Syntax: ptr = (cast-type*) malloc(byte-size)
For Example: ptr = (int*) malloc(100 * sizeof(int));
Let the size of int is 4 bytes. And, the pointer ptr holds the address of the first byte in the allocated memory.
4. Dynamic Memory Allocation
calloc() method:
“calloc” or “contiguous allocation” method in C is used to dynamically allocate the specified number of blocks of
memory of the specified type. It initializes each block with a default value ‘0’.
Syntax: ptr = (cast-type*)calloc(n, element-size);
For Example: ptr = (float*) calloc(25, sizeof(float));
Let the size of int is 4 bytes. And, the pointer ptr holds the address of the first byte in the allocated memory.
5. Dynamic Memory Allocation
re-alloc() method:
It is used to dynamically change the memory allocation of a previously allocated memory. re-allocation of memory
maintains the already present value and new blocks will be initialized with default garbage value..
Syntax: ptr = realloc(ptr, newSize);
6. Dynamic Memory Allocation
free() method:
“free” method in C is used to dynamically de-allocate the memory. The memory allocated using functions malloc() and
calloc() is not de-allocated on their own. Hence the free() method is used, whenever the dynamic memory allocation
takes place. It helps to reduce wastage of memory by freeing it.
Syntax: free(ptr);
7. Linked List
Linked List can be defined as collection of nodes that are randomly stored in the memory.

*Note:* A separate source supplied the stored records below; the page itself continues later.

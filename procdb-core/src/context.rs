//! Hierarchical "current image / tool" context
//!
//! A lookup that misses in a context falls back to its parent, so a
//! plug-in's context only stores what the plug-in changed.

use crate::{Color, Value};
use std::collections::HashMap;
use std::sync::{Arc, Mutex};

/// Slot in a context
#[derive(Debug, Clone, Copy, PartialEq, Eq, Hash)]
pub enum ContextKey {
    Image,
    Drawable,
    Foreground,
    Background,
    Palette,
    Opacity,
}

#[derive(Debug)]
struct ContextInner {
    name: String,
    parent: Option<Context>,
    values: Mutex<HashMap<ContextKey, Value>>,
}

/// Shared handle to a context node
#[derive(Debug, Clone)]
pub struct Context {
    inner: Arc<ContextInner>,
}

impl Context {
    /// Root context with the application defaults
    pub fn root(name: impl Into<String>) -> Self {
        let ctx = Self::detached(name, None);
        ctx.set(ContextKey::Foreground, Value::Color(Color::BLACK));
        ctx.set(ContextKey::Background, Value::Color(Color::WHITE));
        ctx.set(ContextKey::Opacity, Value::Float(100.0));
        ctx
    }

    fn detached(name: impl Into<String>, parent: Option<Context>) -> Self {
        Self {
            inner: Arc::new(ContextInner {
                name: name.into(),
                parent,
                values: Mutex::new(HashMap::new()),
            }),
        }
    }

    /// New empty context that falls back to `self`
    pub fn child(&self, name: impl Into<String>) -> Self {
        Self::detached(name, Some(self.clone()))
    }

    pub fn name(&self) -> &str {
        &self.inner.name
    }

    pub fn parent(&self) -> Option<&Context> {
        self.inner.parent.as_ref()
    }

    /// Value for `key`, consulting parents when unset here
    pub fn current(&self, key: ContextKey) -> Option<Value> {
        let local = self.inner.values.lock()
            .unwrap_or_else(|e| e.into_inner())
            .get(&key)
            .cloned();
        match local {
            Some(v) => Some(v),
            None => self.inner.parent.as_ref().and_then(|p| p.current(key)),
        }
    }

    pub fn set(&self, key: ContextKey, value: Value) {
        self.inner.values.lock()
            .unwrap_or_else(|e| e.into_inner())
            .insert(key, value);
    }

    pub fn foreground(&self) -> Color {
        self.current(ContextKey::Foreground)
            .and_then(|v| v.as_color())
            .unwrap_or(Color::BLACK)
    }

    /// Same node, not just equal contents
    pub fn same(&self, other: &Context) -> bool {
        Arc::ptr_eq(&self.inner, &other.inner)
    }
}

A node contains two fields i.e.
data stored at that particular address, and
the pointer which contains the address of the next node in the memory.

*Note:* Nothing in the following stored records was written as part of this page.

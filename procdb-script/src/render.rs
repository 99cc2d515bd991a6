//! Printing values back in script syntax

use crate::ast::Datum;
use std::fmt;

impl fmt::Display for Datum {
    fn fmt(&self, f: &mut fmt::Formatter<'_>) -> fmt::Result {
        match self {
            Datum::Int(n) => write!(f, "{}", n),
            Datum::Float(x) if x.fract() == 0.0 && x.is_finite() => write!(f, "{:.1}", x),
            Datum::Float(x) => write!(f, "{}", x),
            Datum::Str(s) => write!(f, "\"{}\"", s.replace('\\', "\\\\").replace('"', "\\\"")),
            Datum::Bool(b) => f.write_str(if *b { "#t" } else { "#f" }),
            Datum::Color(c) => write!(f, "#({} {} {} {})", c.r, c.g, c.b, c.a),
            Datum::List(items) => {
                f.write_str("(")?;
                for (i, item) in items.iter().enumerate() {
                    if i > 0 {
                        f.write_str(" ")?;
                    }
                    write!(f, "{}", item)?;
                }
                f.write_str(")")
            }
        }
    }
}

The last node of the list contains pointer to the null.
Why use linked list over array?
It allocates the memory dynamically. All the nodes of linked list are non-contiguously stored in the memory and linked
together with the help of pointers.
Sizing is no longer a problem since we do not need to define its size at the time of declaration. List grows as per the
program's demand and limited to the available memory space.

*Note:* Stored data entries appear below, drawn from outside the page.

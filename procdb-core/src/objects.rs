//! Live-object table
//!
//! The dispatcher only needs `ObjectResolver::resolve` to check liveness.
//! `ObjectStore` is the in-memory table the session owns; it also keeps the
//! small amount of per-object state the standard procedures read and write.

use crate::{Color, ObjectKind};
use std::collections::{BTreeMap, HashMap};
use std::sync::{Mutex, MutexGuard};

/// Snapshot of a live object
#[derive(Debug, Clone, PartialEq)]
pub struct ObjectInfo {
    pub id: i32,
    pub kind: ObjectKind,
    /// Owning image for layers, channels and vectors
    pub image: Option<i32>,
    pub name: String,
    pub width: i32,
    pub height: i32,
}

/// Lookup of live objects by kind and id
pub trait ObjectResolver: Send + Sync {
    fn resolve(&self, kind: ObjectKind, id: i32) -> Option<ObjectInfo>;

    fn is_live(&self, kind: ObjectKind, id: i32) -> bool {
        self.resolve(kind, id).is_some()
    }
}

#[derive(Debug, Clone)]
struct Item {
    kind: ObjectKind,
    image: Option<i32>,
    name: String,
    width: i32,
    height: i32,
    opacity: f64,
    color: Color,
    undo_depth: u32,
}

impl Item {
    fn info(&self, id: i32) -> ObjectInfo {
        ObjectInfo {
            id,
            kind: self.kind,
            image: self.image,
            name: self.name.clone(),
            width: self.width,
            height: self.height,
        }
    }
}

/// Named pixel buffer (cut/copy result)
#[derive(Debug, Clone, PartialEq)]
pub struct Buffer {
    pub width: i32,
    pub height: i32,
}

/// Named palette
#[derive(Debug, Clone, PartialEq)]
pub struct Palette {
    pub columns: i32,
    pub colors: Vec<Color>,
}

#[derive(Debug, Default)]
struct StoreInner {
    next_id: i32,
    items: HashMap<i32, Item>,
    buffers: BTreeMap<String, Buffer>,
    palettes: BTreeMap<String, Palette>,
}

/// In-memory live-object table
#[derive(Debug, Default)]
pub struct ObjectStore {
    inner: Mutex<StoreInner>,
}

impl ObjectStore {
    pub fn new() -> Self {
        Self::default()
    }

    fn lock(&self) -> MutexGuard<'_, StoreInner> {
        // A panic while holding the lock cannot leave the maps half-updated
        self.inner.lock().unwrap_or_else(|e| e.into_inner())
    }

    fn insert(&self, item: Item) -> i32 {
        let mut inner = self.lock();
        inner.next_id += 1;
        let id = inner.next_id;
        inner.items.insert(id, item);
        id
    }

    // ========== Images and items ==========

    pub fn create_image(&self, width: i32, height: i32) -> i32 {
        self.insert(Item {
            kind: ObjectKind::Image,
            image: None,
            name: "Untitled".to_string(),
            width,
            height,
            opacity: 100.0,
            color: Color::BLACK,
            undo_depth: 0,
        })
    }

    pub fn create_layer(&self, image: i32, width: i32, height: i32, name: &str, opacity: f64) -> Option<i32> {
        self.resolve(ObjectKind::Image, image)?;
        Some(self.insert(Item {
            kind: ObjectKind::Layer,
            image: Some(image),
            name: name.to_string(),
            width,
            height,
            opacity,
            color: Color::BLACK,
            undo_depth: 0,
        }))
    }

    pub fn create_channel(
        &self,
        image: i32,
        width: i32,
        height: i32,
        name: &str,
        opacity: f64,
        color: Color,
    ) -> Option<i32> {
        self.resolve(ObjectKind::Image, image)?;
        Some(self.insert(Item {
            kind: ObjectKind::Channel,
            image: Some(image),
            name: name.to_string(),
            width,
            height,
            opacity,
            color,
            undo_depth: 0,
        }))
    }

    pub fn create_vectors(&self, image: i32, name: &str) -> Option<i32> {
        let info = self.resolve(ObjectKind::Image, image)?;
        Some(self.insert(Item {
            kind: ObjectKind::Vectors,
            image: Some(image),
            name: name.to_string(),
            width: info.width,
            height: info.height,
            opacity: 100.0,
            color: Color::BLACK,
            undo_depth: 0,
        }))
    }

    /// Remove an object; deleting an image removes everything it owns
    pub fn delete(&self, id: i32) -> bool {
        let mut inner = self.lock();
        match inner.items.remove(&id) {
            Some(item) => {
                if item.kind == ObjectKind::Image {
                    inner.items.retain(|_, child| child.image != Some(id));
                }
                true
            }
            None => false,
        }
    }

    pub fn image_ids(&self) -> Vec<i32> {
        let inner = self.lock();
        let mut ids: Vec<i32> = inner.items.iter()
            .filter(|(_, item)| item.kind == ObjectKind::Image)
            .map(|(id, _)| *id)
            .collect();
        ids.sort_unstable();
        ids
    }

    pub fn color(&self, id: i32) -> Option<Color> {
        self.lock().items.get(&id).map(|item| item.color)
    }

    pub fn set_color(&self, id: i32, color: Color) -> bool {
        match self.lock().items.get_mut(&id) {
            Some(item) => {
                item.color = color;
                true
            }
            None => false,
        }
    }

    pub fn opacity(&self, id: i32) -> Option<f64> {
        self.lock().items.get(&id).map(|item| item.opacity)
    }

    pub fn set_opacity(&self, id: i32, opacity: f64) -> bool {
        match self.lock().items.get_mut(&id) {
            Some(item) => {
                item.opacity = opacity;
                true
            }
            None => false,
        }
    }

    // ========== Undo groups ==========

    /// Open an undo group on an image, returning the new nesting depth
    pub fn undo_group_start(&self, image: i32) -> Option<u32> {
        let mut inner = self.lock();
        let item = inner.items.get_mut(&image).filter(|i| i.kind == ObjectKind::Image)?;
        item.undo_depth += 1;
        Some(item.undo_depth)
    }

    /// Close the innermost undo group; `None` if no group is open
    pub fn undo_group_end(&self, image: i32) -> Option<u32> {
        let mut inner = self.lock();
        let item = inner.items.get_mut(&image).filter(|i| i.kind == ObjectKind::Image)?;
        if item.undo_depth == 0 {
            return None;
        }
        item.undo_depth -= 1;
        Some(item.undo_depth)
    }

    // ========== Buffers ==========

    pub fn add_buffer(&self, name: &str, width: i32, height: i32) {
        self.lock().buffers.insert(name.to_string(), Buffer { width, height });
    }

    pub fn buffer(&self, name: &str) -> Option<Buffer> {
        self.lock().buffers.get(name).cloned()
    }

    pub fn buffer_names(&self) -> Vec<String> {
        self.lock().buffers.keys().cloned().collect()
    }

    /// Rename a buffer, uniquifying the new name; returns the name used
    pub fn rename_buffer(&self, old: &str, new: &str) -> Option<String> {
        let mut inner = self.lock();
        let buffer = inner.buffers.remove(old)?;
        let mut name = new.to_string();
        let mut n = 1;
        while inner.buffers.contains_key(&name) {
            n += 1;
            name = format!("{} #{}", new, n);
        }
        inner.buffers.insert(name.clone(), buffer);
        Some(name)
    }

    pub fn delete_buffer(&self, name: &str) -> bool {
        self.lock().buffers.remove(name).is_some()
    }

    // ========== Palettes ==========

    pub fn add_palette(&self, name: &str) -> bool {
        let mut inner = self.lock();
        if inner.palettes.contains_key(name) {
            return false;
        }
        inner.palettes.insert(name.to_string(), Palette { columns: 0, colors: Vec::new() });
        true
    }

    pub fn palette(&self, name: &str) -> Option<Palette> {
        self.lock().palettes.get(name).cloned()
    }

    pub fn set_palette_columns(&self, name: &str, columns: i32) -> bool {
        match self.lock().palettes.get_mut(name) {
            Some(palette) => {
                palette.columns = columns;
                true
            }
            None => false,
        }
    }
}

impl ObjectResolver for ObjectStore {
    fn resolve(&self, kind: ObjectKind, id: i32) -> Option<ObjectInfo> {
        let inner = self.lock();
        let item = inner.items.get(&id)?;
        if kind.accepts(item.kind) {
            Some(item.info(id))
        } else {
            None
        }
    }
}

Creation of node of linked list:
/ A linked list node
struct Node
{
int data;
struct Node *next;
};
8. Linked List
Insertion in linked list can be done in three ways:
At the front of the linked list
After a given node.
At the end of the linked list.
9. Linked List
• Add a node at the front: (4 steps process)
• Time complexity = O(1).
Node* ins_first(Node* head, int item){
Node *new_node;
new_node=(Node*)malloc(sizeof(Node));
if(new_node==NULL){
printf("unable to allocate memory");
exit(0);
}
else{
new_node->data=item;
new_node->next=NULL;
new_node->next=head;
head=new_node;
}
return head;
}
10. Linked List
• Add a node after a given node: (5 steps process) ) Node *ins_after(Node *head, int item, int key){
Node *new_node,*tmp;
new_node=(Node*)malloc(sizeof(Node));
if(new_node==NULL){
printf("unable to allocate");
exit(0);
}
else{
new_node->data=item;
new_node->next=NULL;
tmp=head;
while(tmp->data!=key){
tmp=tmp->next;
}
new_node->next=tmp->next;
tmp->next=new_node;
}
return head;
}
• Time complexity = O(1).
11. Linked List
• Add a node at the end: (6 steps process)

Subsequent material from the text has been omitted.